● Exercise aim:
The records below need retyping in full; give them again exactly.

● Collected data entries:
#####

//! SQLite-backed beatmap set catalog implementation.

use std::path::Path;
use std::sync::{Mutex, MutexGuard};

use rusqlite::{params, Connection};
use tracing::debug;

use super::{CatalogError, CatalogRecord, CatalogSearchQuery, CatalogStore};

/// Records committed per transaction unless configured otherwise.
pub const DEFAULT_BATCH_SIZE: usize = 500;

const SCHEMA: &str = r#"
    CREATE TABLE IF NOT EXISTS beatmap_sets (
        id INTEGER PRIMARY KEY,
        name TEXT NOT NULL
    );
"#;

/// SQLite-backed beatmap set catalog.
pub struct SqliteCatalog {
    conn: Mutex<Connection>,
    batch_size: usize,
}

impl SqliteCatalog {
    /// Create a new SQLite catalog, creating the database file and table if needed.
    pub fn new(path: &Path) -> Result<Self, CatalogError> {
        let conn = Connection::open(path)?;
        Self::from_connection(conn)
    }

    /// Create an in-memory SQLite catalog (useful for testing).
    pub fn in_memory() -> Result<Self, CatalogError> {
        Self::from_connection(Connection::open_in_memory()?)
    }

    fn from_connection(conn: Connection) -> Result<Self, CatalogError> {
        conn.execute_batch(SCHEMA)?;
        Ok(Self {
            conn: Mutex::new(conn),
            batch_size: DEFAULT_BATCH_SIZE,
        })
    }

    /// Set the number of records committed per transaction (at least 1).
    pub fn with_batch_size(mut self, batch_size: usize) -> Self {
        self.batch_size = batch_size.max(1);
        self
    }

    pub fn batch_size(&self) -> usize {
        self.batch_size
    }

    fn lock(&self) -> Result<MutexGuard<'_, Connection>, CatalogError> {
        self.conn
            .lock()
            .map_err(|_| CatalogError::Internal("catalog lock poisoned".to_string()))
    }
}

impl CatalogStore for SqliteCatalog {
    fn persist(&self, records: &[CatalogRecord]) -> Result<usize, CatalogError> {
        let mut conn = self.lock()?;
        conn.execute_batch(SCHEMA)?;

        let mut written = 0;
        for (index, batch) in records.chunks(self.batch_size).enumerate() {
            // Dropping the transaction on error rolls back this batch only
            let tx = conn.transaction()?;
            {
                let mut stmt = tx
                    .prepare_cached("INSERT OR REPLACE INTO beatmap_sets (id, name) VALUES (?1, ?2)")?;
                for record in batch {
                    stmt.execute(params![record.id, &record.display_name])?;
                }
            }
            tx.commit()?;

            written += batch.len();
            debug!(
                "Committed catalog batch {} ({} records, {}/{} total)",
                index + 1,
                batch.len(),
                written,
                records.len()
            );
        }

        Ok(written)
    }

    fn get(&self, id: i64) -> Result<CatalogRecord, CatalogError> {
        let conn = self.lock()?;

        conn.query_row(
            "SELECT id, name FROM beatmap_sets WHERE id = ?",
            params![id],
            |row| {
                Ok(CatalogRecord {
                    id: row.get(0)?,
                    display_name: row.get(1)?,
                })
            },
        )
        .map_err(|e| match e {
            rusqlite::Error::QueryReturnedNoRows => CatalogError::NotFound(id.to_string()),
            _ => CatalogError::Database(e.to_string()),
        })
    }

    fn search(&self, query: &CatalogSearchQuery) -> Result<Vec<CatalogRecord>, CatalogError> {
        let conn = self.lock()?;
        let search_pattern = format!("%{}%", escape_like(&query.query));

        let mut stmt = conn.prepare(
            "SELECT id, name FROM beatmap_sets
             WHERE name LIKE ?1 ESCAPE '\\'
             ORDER BY id
             LIMIT ?2",
        )?;

        let rows = stmt.query_map(params![&search_pattern, query.limit as i64], |row| {
            Ok(CatalogRecord {
                id: row.get(0)?,
                display_name: row.get(1)?,
            })
        })?;

        let mut results = Vec::new();
        for row in rows {
            results.push(row?);
        }
        Ok(results)
    }

    fn count(&self) -> Result<u64, CatalogError> {
        let conn = self.lock()?;
        let count: i64 = conn.query_row("SELECT COUNT(*) FROM beatmap_sets", [], |row| row.get(0))?;
        Ok(count as u64)
    }
}

/// Makes `%`, `_` and `\` in user text match literally under `ESCAPE '\'`.
fn escape_like(text: &str) -> String {
    let mut escaped = String::with_capacity(text.len());
    for c in text.chars() {
        if matches!(c, '%' | '_' | '\\') {
            escaped.push('\\');
        }
        escaped.push(c);
    }
    escaped
}
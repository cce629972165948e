//! Best-effort file downloader with per-destination deduplication.
//!
//! - At most one download per destination path is in flight at a time; a
//!   second request for a busy path is dropped, not queued
//! - Content is streamed to `<destination>.tmp` and renamed over the
//!   destination only once complete, so readers never see a partial file
//! - Failures are logged and never surface to the caller
//!
//! # Example
//!
//! ```ignore
//! use beatsync_core::downloader::SingleFlightDownloader;
//!
//! let downloader = Arc::new(SingleFlightDownloader::new(&config.downloader)?);
//! downloader.spawn("https://example.com/s/100", "/songs/100.osz");
//! ```

mod error;
mod single_flight;

pub use error::DownloadError;
pub use single_flight::{DownloadOutcome, SingleFlightDownloader};
mod loader;
mod types;
mod validate;

pub use loader::{load_config, load_config_from_str};
pub use types::*;
pub use validate::validate_config;

use thiserror::Error;

#[derive(Debug, Error)]
pub enum ConfigError {
    #[error("Configuration file not found: {0}")]
    FileNotFound(String),

    #[error("Failed to parse configuration: {0}")]
    ParseError(String),

    #[error("Configuration validation failed: {0}")]
    ValidationError(String),
}
//! Remote page retrieval.
//!
//! The listing scraper only needs "give me the document at this URL"; this
//! module provides the trait it depends on and the reqwest-backed
//! implementation used in production.

mod http;

pub use http::HttpPageFetcher;

use async_trait::async_trait;
use thiserror::Error;

/// Errors that can occur when fetching a remote page.
#[derive(Debug, Error)]
pub enum FetchError {
    /// Transport failure (DNS, connect, timeout, body read).
    #[error("HTTP request to {url} failed: {source}")]
    Http {
        url: String,
        #[source]
        source: reqwest::Error,
    },

    /// Server answered with a non-success status.
    #[error("{url} returned HTTP {status}")]
    Status { url: String, status: u16 },

    /// Body could not be decoded as JSON.
    #[error("Failed to parse JSON from {url}: {message}")]
    Json { url: String, message: String },

    /// Client could not be built.
    #[error("Client not configured: {0}")]
    NotConfigured(String),
}

/// Fetches documents and JSON values by URL.
#[async_trait]
pub trait PageFetcher: Send + Sync {
    /// Fetch the markup of the page at `url`.
    async fn fetch_document(&self, url: &str) -> Result<String, FetchError>;

    /// Fetch and decode a JSON value from `url`.
    async fn fetch_json(&self, url: &str) -> Result<serde_json::Value, FetchError>;
}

#####

● Answer space:
//! SQLite-backed beatmap set catalog implementation.

use std::path::Path;
use std::sync::{Mutex, MutexGuard};

use rusqlite::{params, Connection};
use tracing::debug;

use super::{CatalogError, CatalogRecord, CatalogSearchQuery, CatalogStore};

/// Records committed per transaction unless configured otherwise.
pub const DEFAULT_BATCH_SIZE: usize = 500;

const SCHEMA: &str = r#"
    CREATE TABLE IF NOT EXISTS beatmap_sets (
        id INTEGER PRIMARY KEY,
        name TEXT NOT NULL
    );
"#;

/// SQLite-backed beatmap set catalog.
pub struct SqliteCatalog {
    conn: Mutex<Connection>,
    batch_size: usize,
}

impl SqliteCatalog {
    /// Create a new SQLite catalog, creating the database file and table if needed.
    pub fn new(path: &Path) -> Result<Self, CatalogError> {
        let conn = Connection::open(path)?;
        Self::from_connection(conn)
    }

    /// Create an in-memory SQLite catalog (useful for testing).
    pub fn in_memory() -> Result<Self, CatalogError> {
        Self::from_connection(Connection::open_in_memory()?)
    }

    fn from_connection(conn: Connection) -> Result<Self, CatalogError> {
        conn.execute_batch(SCHEMA)?;
        Ok(Self {
            conn: Mutex::new(conn),
            batch_size: DEFAULT_BATCH_SIZE,
        })
    }

    /// Set the number of records committed per transaction (at least 1).
    pub fn with_batch_size(mut self, batch_size: usize) -> Self {
        self.batch_size = batch_size.max(1);
        self
    }

    pub fn batch_size(&self) -> usize {
        self.batch_size
    }

    fn lock(&self) -> Result<MutexGuard<'_, Connection>, CatalogError> {
        self.conn
            .lock()
            .map_err(|_| CatalogError::Internal("catalog lock poisoned".to_string()))
    }
}

impl CatalogStore for SqliteCatalog {
    fn persist(&self, records: &[CatalogRecord]) -> Result<usize, CatalogError> {
        let mut conn = self.lock()?;
        conn.execute_batch(SCHEMA)?;

        let mut written = 0;
        for (index, batch) in records.chunks(self.batch_size).enumerate() {
            // Dropping the transaction on error rolls back this batch only
            let tx = conn.transaction()?;
            {
                let mut stmt = tx
                    .prepare_cached("INSERT OR REPLACE INTO beatmap_sets (id, name) VALUES (?1, ?2)")?;
                for record in batch {
                    stmt.execute(params![record.id, &record.display_name])?;
                }
            }
            tx.commit()?;

            written += batch.len();
            debug!(
                "Committed catalog batch {} ({} records, {}/{} total)",
                index + 1,
                batch.len(),
                written,
                records.len()
            );
        }

        Ok(written)
    }

    fn get(&self, id: i64) -> Result<CatalogRecord, CatalogError> {
        let conn = self.lock()?;

        conn.query_row(
            "SELECT id, name FROM beatmap_sets WHERE id = ?",
            params![id],
            |row| {
                Ok(CatalogRecord {
                    id: row.get(0)?,
                    display_name: row.get(1)?,
                })
            },
        )
        .map_err(|e| match e {
            rusqlite::Error::QueryReturnedNoRows => CatalogError::NotFound(id.to_string()),
            _ => CatalogError::Database(e.to_string()),
        })
    }

    fn search(&self, query: &CatalogSearchQuery) -> Result<Vec<CatalogRecord>, CatalogError> {
        let conn = self.lock()?;
        let search_pattern = format!("%{}%", escape_like(&query.query));

        let mut stmt = conn.prepare(
            "SELECT id, name FROM beatmap_sets
             WHERE name LIKE ?1 ESCAPE '\\'
             ORDER BY id
             LIMIT ?2",
        )?;

        let rows = stmt.query_map(params![&search_pattern, query.limit as i64], |row| {
            Ok(CatalogRecord {
                id: row.get(0)?,
                display_name: row.get(1)?,
            })
        })?;

        let mut results = Vec::new();
        for row in rows {
            results.push(row?);
        }
        Ok(results)
    }

    fn count(&self) -> Result<u64, CatalogError> {
        let conn = self.lock()?;
        let count: i64 = conn.query_row("SELECT COUNT(*) FROM beatmap_sets", [], |row| row.get(0))?;
        Ok(count as u64)
    }
}

/// Makes `%`, `_` and `\` in user text match literally under `ESCAPE '\'`.
fn escape_like(text: &str) -> String {
    let mut escaped = String::with_capacity(text.len());
    for c in text.chars() {
        if matches!(c, '%' | '_' | '\\') {
            escaped.push('\\');
        }
        escaped.push(c);
    }
    escaped
}
repository cce629972165948e
//! Best-effort file downloader with per-destination deduplication.
//!
//! - At most one download per destination path is in flight at a time; a
//!   second request for a busy path is dropped, not queued
//! - Content is streamed to `<destination>.tmp` and renamed over the
//!   destination only once complete, so readers never see a partial file
//! - Failures are logged and never surface to the caller
//!
//! # Example
//!
//! ```ignore
//! use beatsync_core::downloader::SingleFlightDownloader;
//!
//! let downloader = Arc::new(SingleFlightDownloader::new(&config.downloader)?);
//! downloader.spawn("https://example.com/s/100", "/songs/100.osz");
//! ```

mod error;
mod single_flight;

pub use error::DownloadError;
pub use single_flight::{DownloadOutcome, SingleFlightDownloader};
mod loader;
mod types;
mod validate;

pub use loader::{load_config, load_config_from_str};
pub use types::*;
pub use validate::validate_config;

use thiserror::Error;

#[derive(Debug, Error)]
pub enum ConfigError {
    #[error("Configuration file not found: {0}")]
    FileNotFound(String),

    #[error("Failed to parse configuration: {0}")]
    ParseError(String),

    #[error("Configuration validation failed: {0}")]
    ValidationError(String),
}
//! Remote page retrieval.
//!
//! The listing scraper only needs "give me the document at this URL"; this
//! module provides the trait it depends on and the reqwest-backed
//! implementation used in production.

mod http;

pub use http::HttpPageFetcher;

use async_trait::async_trait;
use thiserror::Error;

/// Errors that can occur when fetching a remote page.
#[derive(Debug, Error)]
pub enum FetchError {
    /// Transport failure (DNS, connect, timeout, body read).
    #[error("HTTP request to {url} failed: {source}")]
    Http {
        url: String,
        #[source]
        source: reqwest::Error,
    },

    /// Server answered with a non-success status.
    #[error("{url} returned HTTP {status}")]
    Status { url: String, status: u16 },

    /// Body could not be decoded as JSON.
    #[error("Failed to parse JSON from {url}: {message}")]
    Json { url: String, message: String },

    /// Client could not be built.
    #[error("Client not configured: {0}")]
    NotConfigured(String),
}

/// Fetches documents and JSON values by URL.
#[async_trait]
pub trait PageFetcher: Send + Sync {
    /// Fetch the markup of the page at `url`.
    async fn fetch_document(&self, url: &str) -> Result<String, FetchError>;

    /// Fetch and decode a JSON value from `url`.
    async fn fetch_json(&self, url: &str) -> Result<serde_json::Value, FetchError>;
}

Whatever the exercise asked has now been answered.